Fuck me /sci/ i'm having some troubles
Basically i have a situation with a constant force being applied to a particle in contact with a rough plane. The normal contact force varies, so the frictional force increases. However, with the equation i've put in the image, this would result in the particle reversing directions. How do I fix this?
The frictional force will never be greater than the force applied to the object that it is opposing, it increases as the opposing force does until it caps out at F(max). The way of calculating it is V(object)*mu(static or kinetic). As you know, mu only varies with object material.

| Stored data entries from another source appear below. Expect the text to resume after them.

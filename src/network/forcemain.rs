//! Pressurized friction for force mains.
//!
//! Once a force main runs full, open-channel Manning friction no longer
//! applies; the momentum integrator swaps its friction term for one of
//! the two classic pressurized-pipe laws. Both functions return the
//! quantity `g·Sf/|v|` (1/s) that the flow-update denominator consumes,
//! matching the Manning term `g·(n/φ)²·|v| / R^(4/3)`.

use crate::network::Conduit;

/// Kinematic viscosity of water at about 60 °F (ft²/s).
const KIN_VISCOSITY: f64 = 1.08e-5;

/// Friction law applied to full-flowing force mains.
#[derive(Clone, Copy, Debug, Default, PartialEq, Eq)]
pub enum ForceMainEqn {
    /// Hazen–Williams; the conduit roughness is the C-factor.
    #[default]
    HazenWilliams,
    /// Darcy–Weisbach; the conduit roughness is the equivalent sand
    /// roughness height (ft).
    DarcyWeisbach,
}

/// Friction-slope term `g·Sf/|v|` for a full force main (1/s).
///
/// `v_abs` is the velocity magnitude and `r` the hydraulic radius at the
/// conduit midpoint.
pub fn friction_slope(
    conduit: &Conduit,
    eqn: ForceMainEqn,
    v_abs: f64,
    r: f64,
    gravity: f64,
) -> f64 {
    if v_abs <= 0.0 || r <= 0.0 {
        return 0.0;
    }
    match eqn {
        ForceMainEqn::HazenWilliams => {
            // Sf = [v / (1.318·C·R^0.63)]^1.852
            let c = conduit.fm_roughness;
            gravity * v_abs.powf(0.852) / (1.318 * c).powf(1.852) / r.powf(1.167)
        }
        ForceMainEqn::DarcyWeisbach => {
            let f = friction_factor(conduit.fm_roughness, v_abs, r);
            // Sf = f·v² / (8·g·R)
            f * v_abs / (8.0 * r)
        }
    }
}

/// Darcy friction factor from roughness height and flow state.
///
/// Laminar below Re = 2000, Swamee–Jain above Re = 4000, linear blend in
/// between.
fn friction_factor(rough_height: f64, v_abs: f64, r: f64) -> f64 {
    let re = v_abs * 4.0 * r / KIN_VISCOSITY;
    if re < 10.0 {
        return 64.0 / 10.0;
    }
    let laminar = 64.0 / re;
    if re < 2000.0 {
        return laminar;
    }
    let turbulent = swamee_jain(rough_height, r, re.max(4000.0));
    if re > 4000.0 {
        return turbulent;
    }
    let t = (re - 2000.0) / 2000.0;
    laminar + t * (turbulent - laminar)
}

fn swamee_jain(rough_height: f64, r: f64, re: f64) -> f64 {
    // Relative roughness uses the equivalent diameter D = 4R.
    let arg = rough_height / (3.7 * 4.0 * r) + 5.74 / re.powf(0.9);
    0.25 / arg.log10().powi(2)
}
//! Postfix-to-infix rendering.
//!
//! Walks the program with a string stack, parenthesizing every binary
//! operation so the output needs no precedence knowledge. The rendering
//! stays inside the grammar the parser accepts: negative literals appear
//! only behind an opening parenthesis (where they fuse back into one
//! token) and exponents are wrapped in exactly one pair of parentheses.

use super::Opcode;

fn func_name(op: Opcode) -> &'static str {
    match op {
        Opcode::Cos => "COS",
        Opcode::Sin => "SIN",
        Opcode::Tan => "TAN",
        Opcode::Cot => "COT",
        Opcode::Abs => "ABS",
        Opcode::Sgn => "SGN",
        Opcode::Sqrt => "SQRT",
        Opcode::Log => "LOG",
        Opcode::Exp => "EXP",
        Opcode::Asin => "ASIN",
        Opcode::Acos => "ACOS",
        Opcode::Atan => "ATAN",
        Opcode::Acot => "ACOT",
        Opcode::Sinh => "SINH",
        Opcode::Cosh => "COSH",
        Opcode::Tanh => "TANH",
        Opcode::Coth => "COTH",
        Opcode::Log10 => "LOG10",
        Opcode::Step => "STEP",
        _ => unreachable!("not a function opcode"),
    }
}

/// Render a number so the tokenizer reads back the same value.
fn number(value: f64) -> String {
    if value.is_sign_negative() {
        // A bare minus only fuses after '(' or at the start.
        format!("({value})")
    } else {
        format!("{value}")
    }
}

pub(super) fn format<F>(ops: &[Opcode], mut name: F) -> String
where
    F: FnMut(usize) -> String,
{
    let mut stack: Vec<String> = Vec::new();
    for op in ops {
        match *op {
            Opcode::Number(value) => stack.push(number(value)),
            Opcode::Variable(index) => stack.push(name(index)),
            Opcode::Add | Opcode::Sub | Opcode::Mul | Opcode::Div => {
                let right = stack.pop().expect("binary operator needs two operands");
                let left = stack.pop().expect("binary operator needs two operands");
                let sym = match op {
                    Opcode::Add => "+",
                    Opcode::Sub => "-",
                    Opcode::Mul => "*",
                    _ => "/",
                };
                stack.push(format!("({left} {sym} {right})"));
            }
            Opcode::Pow => {
                // The parser guarantees a literal exponent; re-render it
                // raw inside the single permitted parenthesis pair.
                let right = stack.pop().expect("exponent operand");
                let left = stack.pop().expect("power base operand");
                let raw = right.trim_start_matches('(').trim_end_matches(')');
                stack.push(format!("({left} ^ ({raw}))"));
            }
            Opcode::Negate => {
                let arg = stack.pop().expect("negate operand");
                stack.push(format!("(-({arg}))"));
            }
            func => {
                let arg = stack.pop().expect("function operand");
                stack.push(format!("{}({arg})", func_name(func)));
            }
        }
    }
    stack.pop().unwrap_or_default()
}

No matter how much the normal/contact force is, the friction will remain the same. Plot the graph as velocity against time, and you'll have a straight line graph of gradient (F(pushing)-F(kinetic, max))/m
Yet what I said still holds true, friction will only ever be equal to the force it opposes as it is generated by the opposing force, were friction to become greater than the opposing force, there would no longer be any movement to generate friction
depends on what you wanna do. in general you can just write it as "P, if x ... Q, if ~x" and ignore the formality - you already do all of that for a lot of things without realizing anyway
I'm confused, wouldn't you want to say that a = 0 if both uR>=F and v=0? Otherwise you have it stopping on a dime the moment friction exceeds your force no matter what its velocity is.